Tabasco lives up to his name as he creates plenty of spicy adventures for his caretaker.

Adopting a three-week-old raccoon is a challenging responsibility even for an experienced wildlife researcher, but the rewards for keeping him hid from her landlord and smuggling him onto planes for a tour of Canada are worth the effort. Tabasco becomes a treasured asset to the author’s lecture circuit as she promotes animal research.

In Tabasco the Saucy Raccoon, author Lyn Hancock presents a chronological description of each stage of development as her pocket-sized, adorable critter grows into a full-sized raccoon. This memoir is a testament to Hancock’s patience and her concern for animal welfare. Her intention is to teach Tabasco the skills needed to live on his own. The situations that arise between the teacher and her pupil are both humorous and educational. Hancock’s writing skills are evident in this easy reading, 165-page story. The short chapters make this suitable for young readers. The descriptive passages make it enjoyable for an older audience.
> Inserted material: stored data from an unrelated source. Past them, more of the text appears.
//! MCTS tree structure with arena allocation.
//!
//! Nodes live in a contiguous Vec and refer to each other by [`NodeId`].
//! The tree is strictly rooted: a node owns its children through the arena,
//! and the parent link is a plain index used only to walk upward during
//! backpropagation.

use crate::{GameRules, Move, State};

/// Index into the node arena.
#[derive(Debug, Clone, Copy, PartialEq, Eq, Hash, PartialOrd, Ord)]
pub struct NodeId(pub u32);

impl NodeId {
    #[inline]
    fn index(self) -> usize {
        self.0 as usize
    }
}

/// Converts a reward in `[0, 1]` to a win-score increment: 2 for a win,
/// 1 for a draw, 0 for a loss. Heuristic rewards round to the nearest step.
pub fn score_increment(reward: f64) -> u64 {
    (reward.clamp(0.0, 1.0) * 2.0).round() as u64
}

/// UCB1 value of a child. Unvisited children score `+∞`.
pub fn ucb1(win_score: u64, playouts: u64, parent_playouts: u64, exploration: f64) -> f64 {
    if playouts == 0 {
        return f64::INFINITY;
    }
    let playouts = playouts as f64;
    let parent = parent_playouts.max(1) as f64;
    win_score as f64 / playouts + exploration * (parent.ln() / playouts).sqrt()
}

/// A node in the search tree.
///
/// Statistics are from the perspective of the player who moved into this
/// node. `win_score` counts 2 per win and 1 per draw, so it always lies in
/// `[0, 2 * playouts]`.
#[derive(Debug, Clone)]
pub struct SearchNode<G: GameRules> {
    state: State<G>,
    parent: Option<NodeId>,
    action: Option<Move>,
    children: Vec<NodeId>,
    win_score: u64,
    playouts: u64,
    expanded: bool,
    /// A terminal node's initial playout, not yet matched by a backpropagation
    seed_pending: bool,
}

impl<G: GameRules> SearchNode<G> {
    /// Creates a node. Terminal states start with one playout scored for the
    /// player who just moved.
    pub fn new(state: State<G>, parent: Option<NodeId>, action: Option<Move>) -> Self {
        let mut node = SearchNode {
            state,
            parent,
            action,
            children: Vec::new(),
            win_score: 0,
            playouts: 0,
            expanded: false,
            seed_pending: false,
        };
        if node.is_leaf() {
            let mover = node.state.player().opponent();
            node.playouts = 1;
            node.win_score = score_increment(node.state.reward_for(mover));
            node.seed_pending = true;
        }
        node
    }

    pub fn state(&self) -> &State<G> {
        &self.state
    }

    pub fn parent(&self) -> Option<NodeId> {
        self.parent
    }

    /// The move that produced this node. `None` for the root and for passes.
    pub fn move_from_parent(&self) -> Option<Move> {
        self.action
    }

    pub fn children(&self) -> &[NodeId] {
        &self.children
    }

    pub fn playouts(&self) -> u64 {
        self.playouts
    }

    pub fn win_score(&self) -> u64 {
        self.win_score
    }

    /// Win rate in `[0, 1]`, or 0 when unvisited
    pub fn win_rate(&self) -> f64 {
        if self.playouts == 0 {
            0.0
        } else {
            self.win_score as f64 / (2 * self.playouts) as f64
        }
    }

    /// Terminal nodes are leaves and are never expanded.
    pub fn is_leaf(&self) -> bool {
        self.state.is_terminal()
    }

    pub fn is_expanded(&self) -> bool {
        self.expanded
    }

    /// Records one playout with the given reward
    pub(crate) fn update(&mut self, reward: f64) {
        self.playouts += 1;
        self.win_score += score_increment(reward);
    }
}

/// MCTS tree with arena-based node storage.
#[derive(Debug)]
pub struct SearchTree<G: GameRules> {
    /// Arena storing all nodes
    nodes: Vec<SearchNode<G>>,

    /// Root node index (always 0)
    root: NodeId,
}

impl<G: GameRules> SearchTree<G> {
    /// Create a new tree holding only the root.
    pub fn new(root_state: State<G>) -> Self {
        Self {
            nodes: vec![SearchNode::new(root_state, None, None)],
            root: NodeId(0),
        }
    }

    /// Get the root node ID.
    #[inline]
    pub fn root(&self) -> NodeId {
        self.root
    }

    /// Get a reference to a node by ID.
    #[inline]
    pub fn get(&self, id: NodeId) -> &SearchNode<G> {
        &self.nodes[id.index()]
    }

    #[inline]
    fn get_mut(&mut self, id: NodeId) -> &mut SearchNode<G> {
        &mut self.nodes[id.index()]
    }

    /// Get the total number of nodes in the tree.
    #[inline]
    pub fn len(&self) -> usize {
        self.nodes.len()
    }

    /// Check if tree is empty (never true after construction).
    #[inline]
    pub fn is_empty(&self) -> bool {
        self.nodes.is_empty()
    }

    fn allocate(&mut self, node: SearchNode<G>) -> NodeId {
        let id = NodeId(self.nodes.len() as u32);
        self.nodes.push(node);
        id
    }

    /// Add a child to a parent node and return the child's ID.
    pub fn add_child(&mut self, parent: NodeId, state: State<G>, action: Option<Move>) -> NodeId {
        let child = self.allocate(SearchNode::new(state, Some(parent), action));
        self.get_mut(parent).children.push(child);
        child
    }

    /// Allocate a node that points at `parent` without being one of its
    /// children. Used for moves chosen outside the search loop.
    pub fn add_detached(
        &mut self,
        parent: NodeId,
        state: State<G>,
        action: Option<Move>,
    ) -> NodeId {
        self.allocate(SearchNode::new(state, Some(parent), action))
    }

    /// Flags a node as expanded. Returns false if it already was.
    pub fn mark_expanded(&mut self, id: NodeId) -> bool {
        let node = self.get_mut(id);
        !std::mem::replace(&mut node.expanded, true)
    }

    /// Select the child with the highest UCB1 value; the first one wins ties.
    pub fn select_child(&self, id: NodeId, exploration: f64) -> Option<NodeId> {
        let node = self.get(id);
        let mut best = None;
        let mut best_score = f64::NEG_INFINITY;
        for &child_id in &node.children {
            let child = self.get(child_id);
            let score = ucb1(child.win_score, child.playouts, node.playouts, exploration);
            if best.is_none() || score > best_score {
                best = Some(child_id);
                best_score = score;
            }
        }
        best
    }

    /// The child with the most playouts (the "robust child"); the first one wins ties.
    pub fn most_played_child(&self, id: NodeId) -> Option<NodeId> {
        let mut best: Option<NodeId> = None;
        for &child_id in &self.get(id).children {
            let better = match best {
                None => true,
                Some(b) => self.get(child_id).playouts > self.get(b).playouts,
            };
            if better {
                best = Some(child_id);
            }
        }
        best
    }

    /// Backpropagate a reward from a node to the root.
    /// The reward is flipped at each level (opponent's perspective).
    ///
    /// The first playout through a terminal node is already counted by its
    /// initial statistics, so that node is skipped once and its ancestors
    /// are updated as usual. This keeps every parent at least as visited as
    /// any of its children.
    pub fn backpropagate(&mut self, from: NodeId, reward: f64) {
        let mut current = Some(from);
        let mut reward = reward;
        let start = self.get_mut(from);
        if std::mem::replace(&mut start.seed_pending, false) {
            current = start.parent;
            reward = 1.0 - reward;
        }
        while let Some(id) = current {
            let node = self.get_mut(id);
            node.update(reward);
            current = node.parent;
            reward = 1.0 - reward;
        }
    }

    /// Overwrites a node's statistics with the sum of its children's.
    /// Statistics are otherwise only ever accumulated.
    pub fn recompute_from_children(&mut self, id: NodeId) {
        if self.get(id).children.is_empty() {
            return;
        }
        let (wins, playouts) = self
            .get(id)
            .children
            .iter()
            .map(|&c| self.get(c))
            .fold((0, 0), |(w, p), child| (w + child.win_score, p + child.playouts));
        let node = self.get_mut(id);
        node.win_score = wins;
        node.playouts = playouts;
    }

    /// Iterate over all nodes in allocation order.
    pub fn iter(&self) -> impl Iterator<Item = (NodeId, &SearchNode<G>)> {
        self.nodes
            .iter()
            .enumerate()
            .map(|(i, node)| (NodeId(i as u32), node))
    }
}
//! MCTS configuration parameters.

use crate::rollout::{self, DEFAULT_GREEDY_PROBABILITY};

/// Configuration for Monte Carlo Tree Search.
#[derive(Debug, Clone, PartialEq)]
pub struct MctsConfig {
    /// Exploration constant `C` for UCB1.
    /// `None` uses the game's own constant (√2 for Tic-Tac-Toe, 1.0 for Othello).
    pub exploration: Option<f64>,

    /// Check the root for an immediate win or a forced block before searching.
    /// When one exists it is returned without running any iterations.
    pub tactical_shortcut: bool,

    /// Probability that a rollout plays the best-scoring move rather than a random one.
    pub greedy_probability: f64,

    /// Rollout ply limit. `None` uses the game's own cap (30 for Othello, none for Tic-Tac-Toe).
    pub depth_cap: Option<usize>,

    /// Seed for the search's random number generator.
    /// `None` seeds from the thread-local generator.
    pub seed: Option<u64>,
}

impl Default for MctsConfig {
    fn default() -> Self {
        Self {
            exploration: None,
            tactical_shortcut: true,
            greedy_probability: DEFAULT_GREEDY_PROBABILITY,
            depth_cap: None,
            seed: None,
        }
    }
}

impl MctsConfig {
    /// Plain UCT: random rollouts, no tactical shortcut.
    pub fn plain() -> Self {
        Self {
            tactical_shortcut: false,
            greedy_probability: 0.0,
            ..Self::default()
        }
    }

    /// Builder pattern: set the UCB1 exploration constant.
    pub fn with_exploration(mut self, c: f64) -> Self {
        self.exploration = Some(c);
        self
    }

    /// Builder pattern: enable or disable the root tactical shortcut.
    pub fn with_tactical_shortcut(mut self, enabled: bool) -> Self {
        self.tactical_shortcut = enabled;
        self
    }

    /// Builder pattern: set the greedy rollout probability.
    /// Values are clamped to `[0, 1]`; non-finite values restore the default.
    pub fn with_greedy_probability(mut self, p: f64) -> Self {
        self.greedy_probability = rollout::greedy_probability(p);
        self
    }

    /// Builder pattern: set the rollout depth cap.
    pub fn with_depth_cap(mut self, plies: usize) -> Self {
        self.depth_cap = Some(plies);
        self
    }

    /// Builder pattern: fix the random seed.
    pub fn with_seed(mut self, seed: u64) -> Self {
        self.seed = Some(seed);
        self
    }
}

#[cfg(test)]
mod tests {
    use super::*;

    #[test]
    fn test_default_config() {
        let config = MctsConfig::default();
        assert!(config.tactical_shortcut);
        assert!((config.greedy_probability - 0.9).abs() < 1e-9);
        assert_eq!(config.exploration, None);
        assert_eq!(config.seed, None);
    }

    #[test]
    fn test_builder_pattern() {
        let config = MctsConfig::default()
            .with_exploration(2.0)
            .with_depth_cap(10)
            .with_seed(3)
            .with_greedy_probability(1.5);

        assert_eq!(config.exploration, Some(2.0));
        assert_eq!(config.depth_cap, Some(10));
        assert_eq!(config.seed, Some(3));
        assert!((config.greedy_probability - 1.0).abs() < 1e-9);
    }

    #[test]
    fn test_non_finite_greedy_probability_uses_default() {
        for p in [f64::NAN, f64::INFINITY, f64::NEG_INFINITY] {
            let config = MctsConfig::plain().with_greedy_probability(p);
            assert_eq!(config.greedy_probability, DEFAULT_GREEDY_PROBABILITY);
        }
        let config = MctsConfig::default().with_greedy_probability(-0.5);
        assert_eq!(config.greedy_probability, 0.0);
    }

    #[test]
    fn test_plain_config() {
        let config = MctsConfig::plain();
        assert!(!config.tactical_shortcut);
        assert!(config.greedy_probability.abs() < 1e-9);
    }
}
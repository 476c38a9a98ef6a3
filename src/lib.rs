//! # Two-Player MCTS Engine
//!
//! A Monte Carlo Tree Search engine for two-player, perfect-information,
//! zero-sum board games. The engine iterates select → expand → simulate →
//! backpropagate over an arena-allocated tree and returns the most visited
//! ("robust") child of the root.
//!
//! Games plug in through the [`GameRules`] trait. Two are provided:
//! - [`games::tictactoe::TicTacToe`]: 3x3 grid, three in a row wins
//! - [`games::othello::Othello`]: 8x8 disc flipping with passes
//!
//! ```rust
//! use mcts::games::tictactoe::{Position, TicTacToe, O};
//! use mcts::{MctsConfig, State, MCTS};
//!
//! let position = Position::parse("X X .\n. O .\n. . .", Some(O)).unwrap();
//! let mut search = MCTS::new(State::new(TicTacToe, position), MctsConfig::default().with_seed(7));
//! let best = search.search_iterations(1);
//! let chosen = search.node(best).state().position().row(0);
//! assert!(chosen.iter().all(|c| *c == Some(mcts::Player::One)));
//! ```

pub mod arena;
pub mod config;
pub mod engine;
pub mod error;
pub mod games;
pub mod rollout;
pub mod state;
pub mod stats;
pub mod tactics;
pub mod tree;

pub use config::MctsConfig;
pub use engine::MCTS;
pub use error::{GameError, IllegalReason};
pub use rollout::{HeuristicRollout, RandomRollout, RolloutPolicy};
pub use state::{Move, Player, State};
pub use stats::{BudgetStatistics, MatchStatistics, SearchStatistics};
pub use tree::{NodeId, SearchNode, SearchTree};

use std::fmt;
use std::hash::Hash;

/// The rules of one game. Implementations are stateless and cheap to copy;
/// all game data lives in the immutable [`GameRules::Position`].
pub trait GameRules: Copy + Default + PartialEq + Eq + fmt::Debug {
    /// The immutable board type. Successors are always new values.
    type Position: Clone + PartialEq + Eq + Hash + fmt::Debug + fmt::Display;

    /// The fixed opening board
    fn initial_position(&self) -> Self::Position;

    /// Returns the starting state of the game.
    fn start(&self) -> State<Self> {
        State::new(*self, self.initial_position())
    }

    /// The player who moves first
    fn opener(&self) -> Player;

    /// The player who made the last move (or pass); `None` before any move.
    fn last_mover(&self, position: &Self::Position) -> Option<Player>;

    /// The complement of the last mover, or the opener on a fresh board
    fn player_to_move(&self, position: &Self::Position) -> Player {
        self.last_mover(position)
            .map(Player::opponent)
            .unwrap_or_else(|| self.opener())
    }

    /// Returns a copy of `position` in which it is `player`'s turn.
    /// Used to look for the opponent's threats and to implement passes.
    fn with_player_to_move(&self, position: &Self::Position, player: Player) -> Self::Position;

    /// Returns every legal placement for `player`. An empty vector means the
    /// player cannot move here; it is never an error.
    fn legal_moves(&self, position: &Self::Position, player: Player) -> Vec<Move>;

    /// Applies a move, returning the successor or an illegal-move error.
    fn apply_move(&self, position: &Self::Position, mv: &Move) -> error::Result<Self::Position>;

    fn is_terminal(&self, position: &Self::Position) -> bool;

    /// The winning player, `None` for a draw or an unfinished game.
    fn winner(&self, position: &Self::Position) -> Option<Player>;

    /// The position after the player to move passes, or `None` when passing
    /// is not allowed here (the default: games without passes).
    fn pass(&self, _position: &Self::Position) -> Option<Self::Position> {
        None
    }

    /// UCB1 exploration constant `C`
    fn exploration_constant(&self) -> f64;

    /// Plies after which a rollout stops and scores the board heuristically
    fn rollout_depth_cap(&self) -> Option<usize> {
        None
    }

    /// Static desirability of a legal move; higher is better.
    fn move_score(&self, position: &Self::Position, mv: &Move) -> f64;

    /// Heuristic value of a non-terminal position for `perspective`, in `[0, 1]`.
    fn evaluate(&self, position: &Self::Position, perspective: Player) -> f64;
}
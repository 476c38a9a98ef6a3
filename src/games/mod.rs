//! # Game Implementations Module
//!
//! Each game implements the `GameRules` trait to provide a consistent interface
//! for the Monte Carlo Tree Search engine.
//!
//! ## Supported Games
//! - **Tic-Tac-Toe**: 3x3 grid, three in a row wins, strict alternation
//! - **Othello (Reversi)**: Classic 8x8 piece-flipping strategy game with passes
//!
//! ## Adding New Games
//! To add a new game, create a new module and implement:
//! 1. An immutable position type (`Clone + Eq + Hash + Display`)
//! 2. A zero-sized rules type implementing `GameRules`
//! 3. The game's move-scoring and position-evaluation heuristics

pub mod othello;
pub mod tictactoe;
//! End-to-end scenarios exercising the public search and rules API.

use mcts::games::othello::{self, Othello, BLACK, WHITE};
use mcts::games::tictactoe::{self, TicTacToe, O, X};
use mcts::{GameRules, IllegalReason, MctsConfig, Move, State, MCTS};

fn tictactoe_state(text: &str, last: Option<mcts::Player>) -> State<TicTacToe> {
    State::new(TicTacToe, tictactoe::Position::parse(text, last).unwrap())
}

#[test]
fn single_iteration_completes_top_row() {
    let state = tictactoe_state("X X .\n. O .\n. . .", Some(O));
    let mut search = MCTS::new(state, MctsConfig::default().with_seed(1));
    let best = search.search_iterations(1);
    let position = search.node(best).state().position();
    assert_eq!(position.row(0), [Some(X); 3]);
    assert_eq!(search.node(best).state().winner(), Some(X));
}

#[test]
fn consecutive_move_is_rejected() {
    let state = tictactoe_state(". . .\nO O .\n. . .", Some(O));
    let err = state.next(&Move::new(O, 0, 0)).unwrap_err();
    assert_eq!(err.illegal_reason(), Some(IllegalReason::ConsecutiveMove));
    // Nothing is legal for the player who just moved
    assert!(state.legal_moves(O).is_empty());
}

#[test]
fn opening_capture_flips_one_disc() {
    let state = Othello.start();
    let before = state.position().count_of(BLACK);
    let mv = state.moves()[0];
    let next = state.next(&mv).unwrap();

    assert_eq!(next.position().count_of(BLACK), before + 2);
    assert_eq!(next.position().count_of(WHITE), 1);
    assert_eq!(next.player(), WHITE);
}

#[test]
fn full_board_majority_wins() {
    let mut text = String::new();
    for r in 0..8 {
        let row = if r < 5 { "BBBBBBBB" } else { "WWWWWWWW" };
        text.push_str(row);
        text.push('\n');
    }
    let position = othello::Position::parse(&text, Some(WHITE)).unwrap();
    let state = State::new(Othello, position);
    assert!(state.is_terminal());
    assert_eq!(state.winner(), Some(BLACK));
    assert_eq!(state.position().count(), 64);
}

#[test]
fn legal_moves_are_stable() {
    let state = Othello.start();
    assert_eq!(state.moves(), state.moves());
    let after = state.next(&state.moves()[2]).unwrap();
    assert_eq!(after.moves(), after.moves());
}

#[test]
fn search_statistics_are_consistent() {
    let mut search = MCTS::new(TicTacToe.start(), MctsConfig::plain().with_seed(17));
    let best = search.search_iterations(300);
    let root = search.root();

    assert_eq!(search.node(root).playouts(), 300);
    let max_child = search
        .node(root)
        .children()
        .iter()
        .map(|&c| search.node(c).playouts())
        .max()
        .unwrap();
    assert_eq!(search.node(best).playouts(), max_child);

    for (_, node) in search.tree().iter() {
        assert!(node.win_score() <= 2 * node.playouts());
        for &child in node.children() {
            assert!(node.playouts() >= search.node(child).playouts());
        }
    }
}

#[test]
fn othello_search_plays_a_legal_move() {
    let state = Othello.start();
    let mut search = MCTS::new(state.clone(), MctsConfig::default().with_seed(99));
    let best = search.search_iterations(40);
    let mv = search.node(best).move_from_parent().unwrap();
    assert!(state.moves().contains(&mv));
    assert_eq!(search.last_stats().iterations, 40);
}

#[test]
fn terminal_root_signals_fallback() {
    let state = tictactoe_state("X O X\nX O O\nO X X", Some(X));
    let mut search = MCTS::new(state, MctsConfig::default());
    let best = search.search_iterations(50);
    assert_eq!(best, search.root());
    assert_eq!(search.node(best).move_from_parent(), None);
}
The best part of this book is the realistic dialogue. Lyn’s conversations with both humans and animals add humor to the already comical circumstances that occur when raising wildlife inside your home. The trick-or-treat scene is one of my favourites. I also enjoyed the way that the author explains the various clicks and chirps that Tabasco uses to converse with her.

This book would be a perfect read-aloud in an elementary classroom. The students would be captivated by Tabasco and would be learning some zoology in the process. I was drawn to the story because I used to have a raccoon that knocked on my kitchen door at night asking for his dinner. After reading this book, I am glad I never encouraged my nocturnal friend to come inside.

Tabasco the Saucy Raccoon deserves 4 out of 4 stars. It is exceptionally well-edited: I found no errors. The cover is attractive, and the illustrations are clever. The black and white photographs at the end are endearing. The book will appeal to a wide range of readers. I recommend it specifically to nature lovers who appreciate the bond between animals and humans.